Perspektivlosigkeit oder revolutionäre Alternative?

Unter diesen Bedingungen ist es kein Wunder, dass das AKP-Regime einen immer größeren Teil seiner sozialen Basis verliert und in den Umfragen immer weiter abstürzt. Seit Beginn des Jahres fegt eine Welle von massiven Streiks gegen die Lohnverluste und von spontanen Demonstrationen durch das Land (wir berichteten, Funke Nr. 201). Auch viele Proteste von StudentInnen, PensionistInnen und BäuerInnen sind mittlerweile ausgebrochen.

Dass Erdogan sich unter diesen Umständen überhaupt noch an der Macht halten kann, liegt vor allem am Fehlen einer wirklichen Opposition. Die größte Oppositionspartei, die kemalistische CHP, versucht mit aller Macht ein Bündnis aller bürgerlichen Kräfte gegen Erdogan aus nationalistischen und konservativen Kräften zusammenzuzimmern. Das Ziel ist, Erdogan abzulösen, aber ohne dabei mit einer anderen Politik eine Lösung für die Probleme der Massen zu bieten – und sie auf keinen Fall auf der Straße zu mobilisieren, sondern höchstens zur Wahlurne.

Die linke HDP mit ihrer starken Basis unter den unterdrückten KurdInnen hätte das Potential, dieser Alternativlosigkeit mit einem sozialistischen Programm, das türkische und kurdische ArbeiterInnen im Kampf für die gemeinsamen sozialen Interessen und gegen Unterdrückung vereinigt, etwas entgegenzusetzen. Nichts fürchten Erdogan und Co. mehr als das. Doch leider hat die HDP bisher hauptsächlich versucht, sich dem bürgerlichen „Bündnis der Nation“ anzuschließen, anstatt eine eigenständige, sozialistische Opposition zu bilden und die Massen zum Widerstand zu mobilisieren.

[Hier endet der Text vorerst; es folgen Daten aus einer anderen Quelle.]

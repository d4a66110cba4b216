use std::path::Path;
use std::sync::atomic::{AtomicUsize, Ordering};
use std::sync::Arc;

use async_trait::async_trait;
use axum::{
    body::{to_bytes, Body},
    http::{header, Request, StatusCode},
    Router,
};
use folio_config::{Config, ConfigManager};
use folio_core::{ChatMessage, ChatSession, Role};
use folio_llm::{Completion, CompletionRequest, LLMError, LLMProvider};
use folio_server::{create_router, AppState, MISSING_CREDENTIAL_REPLY, RELAY_FAILURE_REPLY};
use serde_json::{json, Value};
use tempfile::TempDir;
use tower::ServiceExt;

enum Behavior {
    Reply(&'static str),
    Fail,
    Panic,
}

struct CountingProvider {
    calls: AtomicUsize,
    behavior: Behavior,
}

impl CountingProvider {
    fn new(behavior: Behavior) -> Arc<Self> {
        Arc::new(Self {
            calls: AtomicUsize::new(0),
            behavior,
        })
    }

    fn calls(&self) -> usize {
        self.calls.load(Ordering::SeqCst)
    }
}

#[async_trait]
impl LLMProvider for CountingProvider {
    fn provider_id(&self) -> &str {
        "counting"
    }

    async fn complete(
        &self,
        _request: CompletionRequest,
        _credential: &str,
    ) -> folio_llm::Result<Completion> {
        self.calls.fetch_add(1, Ordering::SeqCst);
        match self.behavior {
            Behavior::Reply(text) => Ok(Completion {
                id: None,
                model: None,
                content: text.to_string(),
            }),
            Behavior::Fail => Err(LLMError::Api {
                status: 500,
                message: "upstream body with internals".to_string(),
            }),
            Behavior::Panic => panic!("provider blew up"),
        }
    }
}

fn app(dir: &Path, provider: Arc<CountingProvider>) -> Router {
    let mut config = Config::default();
    config.site.url = "https://example.com".to_string();
    config.content.posts_dir = dir.join("posts").to_string_lossy().to_string();
    config.content.resume_path = dir.join("Jane_resume.pdf").to_string_lossy().to_string();
    let manager = ConfigManager::new(config, dir.join("config.json"));
    create_router(AppState::new(manager, provider), true)
}

async fn send(app: Router, request: Request<Body>) -> (StatusCode, axum::http::HeaderMap, Vec<u8>) {
    let response = app.oneshot(request).await.unwrap();
    let status = response.status();
    let headers = response.headers().clone();
    let body = to_bytes(response.into_body(), usize::MAX).await.unwrap();
    (status, headers, body.to_vec())
}

async fn post_chat(app: Router, body: impl Into<Body>) -> (StatusCode, Value) {
    let request = Request::post("/api/chat")
        .header(header::CONTENT_TYPE, "application/json")
        .body(body.into())
        .unwrap();
    let (status, _, body) = send(app, request).await;
    (status, serde_json::from_slice(&body).unwrap())
}

fn get(uri: &str) -> Request<Body> {
    Request::get(uri).body(Body::empty()).unwrap()
}

#[tokio::test]
async fn test_missing_key_replies_without_calling_upstream() {
    let dir = TempDir::new().unwrap();
    let provider = CountingProvider::new(Behavior::Reply("unused"));

    let (status, body) = post_chat(
        app(dir.path(), provider.clone()),
        json!({"messages": [{"role": "user", "content": "Hi"}], "apiKey": ""}).to_string(),
    )
    .await;

    assert_eq!(status, StatusCode::OK);
    assert_eq!(body["message"]["role"], "assistant");
    assert_eq!(body["message"]["content"], MISSING_CREDENTIAL_REPLY);
    assert!(body["message"]["id"].as_str().is_some_and(|id| !id.is_empty()));
    assert!(body["message"]["timestamp"].is_i64());
    assert_eq!(provider.calls(), 0);
}

#[tokio::test]
async fn test_successful_relay_makes_one_call() {
    let dir = TempDir::new().unwrap();
    let provider = CountingProvider::new(Behavior::Reply("Hello!"));

    let (status, body) = post_chat(
        app(dir.path(), provider.clone()),
        json!({"messages": [{"role": "user", "content": "Hi"}], "apiKey": "sk-test"}).to_string(),
    )
    .await;

    assert_eq!(status, StatusCode::OK);
    assert_eq!(body["message"]["content"], "Hello!");
    assert_eq!(provider.calls(), 1);
}

#[tokio::test]
async fn test_upstream_failure_is_soft() {
    let dir = TempDir::new().unwrap();
    let provider = CountingProvider::new(Behavior::Fail);

    let (status, body) = post_chat(
        app(dir.path(), provider.clone()),
        json!({"messages": [{"role": "user", "content": "Hi"}], "apiKey": "sk-test"}).to_string(),
    )
    .await;

    assert_eq!(status, StatusCode::OK);
    assert_eq!(body["message"]["content"], RELAY_FAILURE_REPLY);
    assert!(!body.to_string().contains("internals"));
    assert_eq!(provider.calls(), 1);
}

#[tokio::test]
async fn test_invalid_shapes_rejected_before_any_call() {
    let dir = TempDir::new().unwrap();
    let provider = CountingProvider::new(Behavior::Reply("unused"));

    let cases = [
        (json!({"apiKey": "sk-test"}).to_string(), "Invalid messages format"),
        (json!({"messages": "Hi", "apiKey": "sk-test"}).to_string(), "Invalid messages format"),
        (json!({"messages": [], "apiKey": "sk-test"}).to_string(), "Invalid messages format"),
        (
            json!({"messages": [{"role": "robot", "content": "Hi"}], "apiKey": "sk-test"}).to_string(),
            "Invalid messages format",
        ),
        ("not json".to_string(), "Invalid request body"),
    ];

    for (body, expected) in cases {
        let (status, response) = post_chat(app(dir.path(), provider.clone()), body).await;
        assert_eq!(status, StatusCode::BAD_REQUEST);
        assert!(
            response["error"].as_str().unwrap().starts_with(expected),
            "unexpected error body: {response}"
        );
    }
    assert_eq!(provider.calls(), 0);
}

#[tokio::test]
async fn test_round_trip_appends_two_turns() {
    let dir = TempDir::new().unwrap();
    let provider = CountingProvider::new(Behavior::Reply("Sure."));

    let mut session = ChatSession::new();
    session.push(ChatMessage::assistant("Hi there! How can I help you today?"));
    session.push(ChatMessage::user("Tell me about Berk"));
    session.push(ChatMessage::assistant("Berk builds things."));
    let prior = session.len();

    session.push(ChatMessage::user("What stack?"));
    let payload = json!({"messages": session.messages(), "apiKey": "sk-test"});
    let (status, body) = post_chat(app(dir.path(), provider.clone()), payload.to_string()).await;
    assert_eq!(status, StatusCode::OK);

    let reply: ChatMessage = serde_json::from_value(body["message"].clone()).unwrap();
    assert_eq!(reply.role(), Role::Assistant);
    session.push(reply);

    assert_eq!(session.len(), prior + 2);
    let messages = session.messages();
    assert!(messages.windows(2).all(|w| w[0].timestamp() < w[1].timestamp()));
    let mut ids: Vec<_> = messages.iter().map(|m| m.id()).collect();
    ids.sort_unstable();
    ids.dedup();
    assert_eq!(ids.len(), messages.len());
    assert_eq!(provider.calls(), 1);
}

#[tokio::test]
async fn test_panic_becomes_500() {
    let dir = TempDir::new().unwrap();
    let provider = CountingProvider::new(Behavior::Panic);

    let (status, body) = post_chat(
        app(dir.path(), provider),
        json!({"messages": [{"role": "user", "content": "Hi"}], "apiKey": "sk-test"}).to_string(),
    )
    .await;

    assert_eq!(status, StatusCode::INTERNAL_SERVER_ERROR);
    assert_eq!(body, json!({"error": "Failed to get response"}));
}

#[tokio::test]
async fn test_post_lookup() {
    let dir = TempDir::new().unwrap();
    std::fs::create_dir(dir.path().join("posts")).unwrap();
    std::fs::write(
        dir.path().join("posts").join("first-principles-thinking.md"),
        "# First",
    )
    .unwrap();
    let provider = CountingProvider::new(Behavior::Reply("unused"));

    let (status, _, body) = send(
        app(dir.path(), provider.clone()),
        get("/api/posts/first-principles-thinking"),
    )
    .await;
    assert_eq!(status, StatusCode::OK);
    let post: Value = serde_json::from_slice(&body).unwrap();
    assert_eq!(post["title"], "First Principles Thinking");
    assert_eq!(post["readingTime"], "Sometime to read");
    assert_eq!(post["content"], "# First");

    let (status, _, body) = send(
        app(dir.path(), provider.clone()),
        get("/api/posts/idea-to-product-48-hours"),
    )
    .await;
    assert_eq!(status, StatusCode::OK);
    let post: Value = serde_json::from_slice(&body).unwrap();
    assert_eq!(post["isMarkdown"], true);
    assert_eq!(post["date"], "September 2024");

    let (status, _, body) = send(app(dir.path(), provider), get("/api/posts/no-such-post")).await;
    assert_eq!(status, StatusCode::NOT_FOUND);
    let error: Value = serde_json::from_slice(&body).unwrap();
    assert_eq!(error, json!({"error": "Post not found"}));
}

#[tokio::test]
async fn test_post_listing_in_table_order() {
    let dir = TempDir::new().unwrap();
    let (status, _, body) = send(
        app(dir.path(), CountingProvider::new(Behavior::Reply("unused"))),
        get("/api/posts"),
    )
    .await;

    assert_eq!(status, StatusCode::OK);
    let posts: Vec<Value> = serde_json::from_slice(&body).unwrap();
    assert_eq!(posts.len(), folio_content::POSTS.len());
    assert_eq!(posts[0]["slug"], "building-for-coolest-grandma");
    assert!(posts[0]["description"].is_string());
}

#[tokio::test]
async fn test_resume_served_inline_and_as_download() {
    let dir = TempDir::new().unwrap();
    std::fs::write(dir.path().join("Jane_resume.pdf"), b"%PDF-1.4 test").unwrap();
    let provider = CountingProvider::new(Behavior::Reply("unused"));

    let (status, headers, body) = send(app(dir.path(), provider.clone()), get("/resume/file")).await;
    assert_eq!(status, StatusCode::OK);
    assert_eq!(body, b"%PDF-1.4 test");
    assert_eq!(headers[header::CONTENT_TYPE], "application/pdf");
    assert_eq!(
        headers[header::CONTENT_DISPOSITION],
        "inline; filename=\"Jane_resume.pdf\""
    );
    assert_eq!(
        headers[header::CACHE_CONTROL],
        "public, max-age=86400, immutable"
    );

    let (_, headers, _) = send(app(dir.path(), provider), get("/resume/file?download=1")).await;
    assert_eq!(
        headers[header::CONTENT_DISPOSITION],
        "attachment; filename=\"Jane_resume.pdf\""
    );
}

#[tokio::test]
async fn test_missing_resume_is_404() {
    let dir = TempDir::new().unwrap();
    let (status, _, body) = send(
        app(dir.path(), CountingProvider::new(Behavior::Reply("unused"))),
        get("/resume/file"),
    )
    .await;

    assert_eq!(status, StatusCode::NOT_FOUND);
    assert_eq!(body, b"Resume not found");
}

#[tokio::test]
async fn test_sitemap_and_robots() {
    let dir = TempDir::new().unwrap();
    let provider = CountingProvider::new(Behavior::Reply("unused"));

    let (status, headers, body) = send(app(dir.path(), provider.clone()), get("/sitemap.xml")).await;
    assert_eq!(status, StatusCode::OK);
    assert_eq!(headers[header::CONTENT_TYPE], "application/xml");
    let xml = String::from_utf8(body).unwrap();
    assert!(xml.contains("<loc>https://example.com/resume</loc>"));
    assert!(xml.contains("<loc>https://example.com/blog/designing-llm-workflows</loc>"));

    let (status, _, body) = send(app(dir.path(), provider), get("/robots.txt")).await;
    assert_eq!(status, StatusCode::OK);
    let robots = String::from_utf8(body).unwrap();
    assert!(robots.contains("Sitemap: https://example.com/sitemap.xml"));
}

#[tokio::test]
async fn test_health() {
    let dir = TempDir::new().unwrap();
    let (status, _, body) = send(
        app(dir.path(), CountingProvider::new(Behavior::Reply("unused"))),
        get("/health"),
    )
    .await;

    assert_eq!(status, StatusCode::OK);
    let health: Value = serde_json::from_slice(&body).unwrap();
    assert_eq!(health["status"], "healthy");
}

Doch so oder so wird sich die Arbeiterklasse auf ihre langen revolutionären Traditionen besinnen. Und dabei wird der Kampf ums Ganze gehen. Denn die möglichen Szenarios liegen in der Türkei so deutlich auf dem Tisch wie sonst kaum wo – entweder kapitalistische Barbarei mit Massenverarmung bis zum Hunger, Staatsterror und Bürgerkrieg zwischen den Völkern, oder eine sozialistische Revolution, die dieses ganze reaktionäre Gebäude ein für alle Mal beseitigt.